(Dataset excerpts)
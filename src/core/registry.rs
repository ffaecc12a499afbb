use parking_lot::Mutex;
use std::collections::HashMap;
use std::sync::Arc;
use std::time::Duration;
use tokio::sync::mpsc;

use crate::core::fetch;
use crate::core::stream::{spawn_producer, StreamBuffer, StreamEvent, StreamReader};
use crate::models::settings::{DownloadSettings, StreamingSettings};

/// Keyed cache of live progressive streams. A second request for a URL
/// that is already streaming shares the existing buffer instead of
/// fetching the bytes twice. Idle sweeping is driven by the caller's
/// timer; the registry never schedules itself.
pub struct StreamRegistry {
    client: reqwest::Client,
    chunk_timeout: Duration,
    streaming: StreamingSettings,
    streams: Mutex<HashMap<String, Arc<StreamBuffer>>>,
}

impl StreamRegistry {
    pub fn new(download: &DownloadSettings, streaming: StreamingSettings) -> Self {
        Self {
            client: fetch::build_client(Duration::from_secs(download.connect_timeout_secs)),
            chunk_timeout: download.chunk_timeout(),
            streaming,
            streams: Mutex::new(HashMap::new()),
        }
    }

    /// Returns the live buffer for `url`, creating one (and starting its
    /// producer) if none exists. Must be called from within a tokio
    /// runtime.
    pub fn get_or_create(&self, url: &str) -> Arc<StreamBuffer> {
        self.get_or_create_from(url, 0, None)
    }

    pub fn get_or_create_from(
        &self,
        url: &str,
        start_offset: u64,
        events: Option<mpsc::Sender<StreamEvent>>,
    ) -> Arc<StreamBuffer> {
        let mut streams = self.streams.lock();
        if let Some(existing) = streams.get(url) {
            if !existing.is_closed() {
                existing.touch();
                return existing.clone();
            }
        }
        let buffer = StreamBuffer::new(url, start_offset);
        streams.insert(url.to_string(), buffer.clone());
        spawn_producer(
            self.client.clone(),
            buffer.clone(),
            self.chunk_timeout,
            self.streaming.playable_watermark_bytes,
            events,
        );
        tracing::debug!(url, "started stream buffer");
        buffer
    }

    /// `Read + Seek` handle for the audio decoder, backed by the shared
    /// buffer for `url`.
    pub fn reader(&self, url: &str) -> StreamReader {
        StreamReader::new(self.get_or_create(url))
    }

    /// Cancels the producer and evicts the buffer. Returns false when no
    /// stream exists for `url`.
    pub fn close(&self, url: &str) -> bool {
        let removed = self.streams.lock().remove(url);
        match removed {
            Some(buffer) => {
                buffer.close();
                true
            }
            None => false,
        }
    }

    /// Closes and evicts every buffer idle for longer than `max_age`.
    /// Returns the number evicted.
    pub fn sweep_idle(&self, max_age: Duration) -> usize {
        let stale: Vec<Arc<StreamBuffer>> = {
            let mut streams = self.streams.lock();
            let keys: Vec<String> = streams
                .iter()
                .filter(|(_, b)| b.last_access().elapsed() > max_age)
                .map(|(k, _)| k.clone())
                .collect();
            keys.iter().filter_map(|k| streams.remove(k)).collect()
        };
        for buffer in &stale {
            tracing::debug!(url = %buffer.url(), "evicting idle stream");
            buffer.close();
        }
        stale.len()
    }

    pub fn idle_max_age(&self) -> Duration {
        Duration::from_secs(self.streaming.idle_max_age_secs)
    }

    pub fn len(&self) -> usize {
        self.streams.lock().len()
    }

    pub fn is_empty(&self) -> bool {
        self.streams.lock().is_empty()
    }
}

TASK ITEM: A word-for-word transcription of all the data is needed.

EXPECTED ANSWER:
filename src/core/registry.rs
repository ffaecc12a499afbb
use parking_lot::Mutex;
use std::collections::HashMap;
use std::sync::Arc;
use std::time::Duration;
use tokio::sync::mpsc;

use crate::core::fetch;
use crate::core::stream::{spawn_producer, StreamBuffer, StreamEvent, StreamReader};
use crate::models::settings::{DownloadSettings, StreamingSettings};

/// Keyed cache of live progressive streams. A second request for a URL
/// that is already streaming shares the existing buffer instead of
/// fetching the bytes twice. Idle sweeping is driven by the caller's
/// timer; the registry never schedules itself.
pub struct StreamRegistry {
    client: reqwest::Client,
    chunk_timeout: Duration,
    streaming: StreamingSettings,
    streams: Mutex<HashMap<String, Arc<StreamBuffer>>>,
}

impl StreamRegistry {
    pub fn new(download: &DownloadSettings, streaming: StreamingSettings) -> Self {
        Self {
            client: fetch::build_client(Duration::from_secs(download.connect_timeout_secs)),
            chunk_timeout: download.chunk_timeout(),
            streaming,
            streams: Mutex::new(HashMap::new()),
        }
    }

    /// Returns the live buffer for `url`, creating one (and starting its
    /// producer) if none exists. Must be called from within a tokio
    /// runtime.
    pub fn get_or_create(&self, url: &str) -> Arc<StreamBuffer> {
        self.get_or_create_from(url, 0, None)
    }

    pub fn get_or_create_from(
        &self,
        url: &str,
        start_offset: u64,
        events: Option<mpsc::Sender<StreamEvent>>,
    ) -> Arc<StreamBuffer> {
        let mut streams = self.streams.lock();
        if let Some(existing) = streams.get(url) {
            if !existing.is_closed() {
                existing.touch();
                return existing.clone();
            }
        }
        let buffer = StreamBuffer::new(url, start_offset);
        streams.insert(url.to_string(), buffer.clone());
        spawn_producer(
            self.client.clone(),
            buffer.clone(),
            self.chunk_timeout,
            self.streaming.playable_watermark_bytes,
            events,
        );
        tracing::debug!(url, "started stream buffer");
        buffer
    }

    /// `Read + Seek` handle for the audio decoder, backed by the shared
    /// buffer for `url`.
    pub fn reader(&self, url: &str) -> StreamReader {
        StreamReader::new(self.get_or_create(url))
    }

    /// Cancels the producer and evicts the buffer. Returns false when no
    /// stream exists for `url`.
    pub fn close(&self, url: &str) -> bool {
        let removed = self.streams.lock().remove(url);
        match removed {
            Some(buffer) => {
                buffer.close();
                true
            }
            None => false,
        }
    }

    /// Closes and evicts every buffer idle for longer than `max_age`.
    /// Returns the number evicted.
    pub fn sweep_idle(&self, max_age: Duration) -> usize {
        let stale: Vec<Arc<StreamBuffer>> = {
            let mut streams = self.streams.lock();
            let keys: Vec<String> = streams
                .iter()
                .filter(|(_, b)| b.last_access().elapsed() > max_age)
                .map(|(k, _)| k.clone())
                .collect();
            keys.iter().filter_map(|k| streams.remove(k)).collect()
        };
        for buffer in &stale {
            tracing::debug!(url = %buffer.url(), "evicting idle stream");
            buffer.close();
        }
        stale.len()
    }

    pub fn idle_max_age(&self) -> Duration {
        Duration::from_secs(self.streaming.idle_max_age_secs)
    }

    pub fn len(&self) -> usize {
        self.streams.lock().len()
    }

    pub fn is_empty(&self) -> bool {
        self.streams.lock().is_empty()
    }
}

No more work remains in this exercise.